Technical Safeguards
Technical safeguards are the technology controls protecting ePHI.
□ Access Control:
□ Unique user IDs for all PHI system access (no shared accounts)
□ Emergency access procedure documented
□ Automatic logoff after period of inactivity (≤15 minutes recommended)
□ Encryption of ePHI at rest and in transit
□ Audit Controls:
□ Audit logs of all PHI access (who, when, what)
□ Log retention: minimum 6 years recommended
□ Logs protected from tampering
□ Regular log review
□ Integrity Controls:
□ Mechanisms to verify ePHI has not been improperly altered
□ Error detection (checksums, hashes) on PHI transmissions
□ Transmission Security:
□ TLS 1.2+ for all ePHI in transit
□ No PHI in unencrypted email
□ VPN or equivalent for any network transmission of PHI
□ End-to-end encryption for highly sensitive PHI
Encryption Requirements
HIPAA is intentionally non-prescriptive about encryption specifics but refers to NIST guidelines. In practice:
- At rest: AES-256 for databases, storage volumes, backups
- In transit: TLS 1.2+ (TLS 1.3 recommended)
- Key management: Keys stored separately from data, rotation policy in place
- Endpoint encryption: Full-disk encryption (FileVault, BitLocker) on all devices
Encryption is an "addressable" implementation specification in the Security Rule, meaning you either implement it or document why it's not reasonable and implement an equivalent alternative. In practice, not encrypting PHI is extremely difficult to justify and regulators expect encryption.
Minimum Necessary Standard
You and your workforce should access only the minimum PHI necessary for the task at hand. Implement this in your product:
□ Role-based access control limits PHI access by job function
□ Audit any access to bulk PHI (full database queries, exports)
□ API responses return only fields necessary for the operation
□ No displaying of unnecessary PHI in UIs (mask SSN, truncate MRN)
□ De-identification available as an option where identification not needed
Breach Notification
If you experience a breach of unsecured PHI:
- Notify Covered Entity: Within 60 days of discovery
- Covered Entity notifies individuals: Within 60 days of discovery
- Notify HHS: Within 60 days (or annually for breaches affecting <500 individuals)
- Notify media: If breach affects >500 individuals in a state
"Unsecured PHI" means PHI not protected through approved methods (typically: not encrypted).
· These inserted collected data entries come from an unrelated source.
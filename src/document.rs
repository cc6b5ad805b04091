/*!
 * Document handling and position normalization.
 *
 * A document is an ordered sequence of opaque text units (sentences,
 * paragraphs, subtitle lines). The core never inspects unit contents; it only
 * tracks where each unit sits relative to the whole document.
 */

use std::fmt;

use serde::{Deserialize, Serialize};

use crate::errors::AlignError;

/// An ordered sequence of text units to be aligned against another document
#[derive(Debug, Clone, Default, PartialEq, Serialize, Deserialize)]
pub struct Document {
    /// The units in document order
    units: Vec<String>,
}

impl Document {
    /// Create a document from a vector of units
    pub fn new(units: Vec<String>) -> Self {
        Self { units }
    }

    /// Create a document from anything iterable over string-likes
    pub fn from_units<I, S>(units: I) -> Self
    where
        I: IntoIterator<Item = S>,
        S: Into<String>,
    {
        Self {
            units: units.into_iter().map(|unit| unit.into()).collect(),
        }
    }

    /// Number of units in the document
    pub fn len(&self) -> usize {
        self.units.len()
    }

    /// Whether the document has no units
    pub fn is_empty(&self) -> bool {
        self.units.is_empty()
    }

    /// The units in document order
    pub fn units(&self) -> &[String] {
        &self.units
    }

    /// Pair every unit with its relative position in the document.
    ///
    /// The unit at index `i` of a document with `n` units gets position
    /// `i / n`, so positions grow strictly with the index and stay within
    /// `[0, 1)`. An empty document has no defined positions and fails with
    /// [`AlignError::EmptyDocument`].
    pub fn normalized_items(&self) -> Result<Vec<NormalizedItem>, AlignError> {
        if self.units.is_empty() {
            return Err(AlignError::EmptyDocument);
        }

        let len = self.units.len() as f64;
        Ok(self
            .units
            .iter()
            .enumerate()
            .map(|(idx, unit)| NormalizedItem::new(unit.clone(), idx as f64 / len))
            .collect())
    }
}

impl From<Vec<String>> for Document {
    fn from(units: Vec<String>) -> Self {
        Self::new(units)
    }
}

impl fmt::Display for Document {
    fn fmt(&self, f: &mut fmt::Formatter) -> fmt::Result {
        write!(f, "Document with {} units", self.units.len())
    }
}

/// One unit together with its relative position within its document
#[derive(Debug, Clone, PartialEq)]
pub struct NormalizedItem {
    /// The unit text
    pub unit: String,

    /// Relative position in `[0, 1)`
    pub position: f64,
}

impl NormalizedItem {
    /// Create a normalized item
    pub fn new(unit: String, position: f64) -> Self {
        Self { unit, position }
    }
}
Encrypted PHI that is breached is not a notifiable breach under HIPAA.
□ Breach response procedure documented
□ Breach risk assessment process defined (4-factor test)
□ Notification templates prepared
□ Legal counsel identified for breach response
□ HHS notification portal registered (ocrportal.hhs.gov)
HIPAA and Your Technology Stack
| Service | HIPAA BAA Available? |
|---|---|
| AWS | Yes |
| Google Cloud | Yes |
| Microsoft Azure | Yes |
| Stripe | No (don't use for PHI) |
| SendGrid | Yes (via Twilio) |
| Twilio | Yes |
| Salesforce | Yes (Healthcare Cloud) |
| Zendesk | Yes |
| Slack | Yes (Enterprise Grid) |
| Sentry | No — don't log PHI to Sentry |
| Datadog | Yes |
If a service doesn't offer a BAA, don't send PHI to it. This is a common violation.
HITRUST vs HIPAA
HITRUST CSF is a certifiable security framework built on top of HIPAA (and other standards). Many large healthcare organizations require their vendors to be HITRUST certified rather than just "HIPAA compliant."
HITRUST certification is more expensive and time-consuming than a SOC 2 audit but is becoming increasingly required for enterprise healthcare customers. If healthcare is a target market, put HITRUST on your 18–24 month roadmap.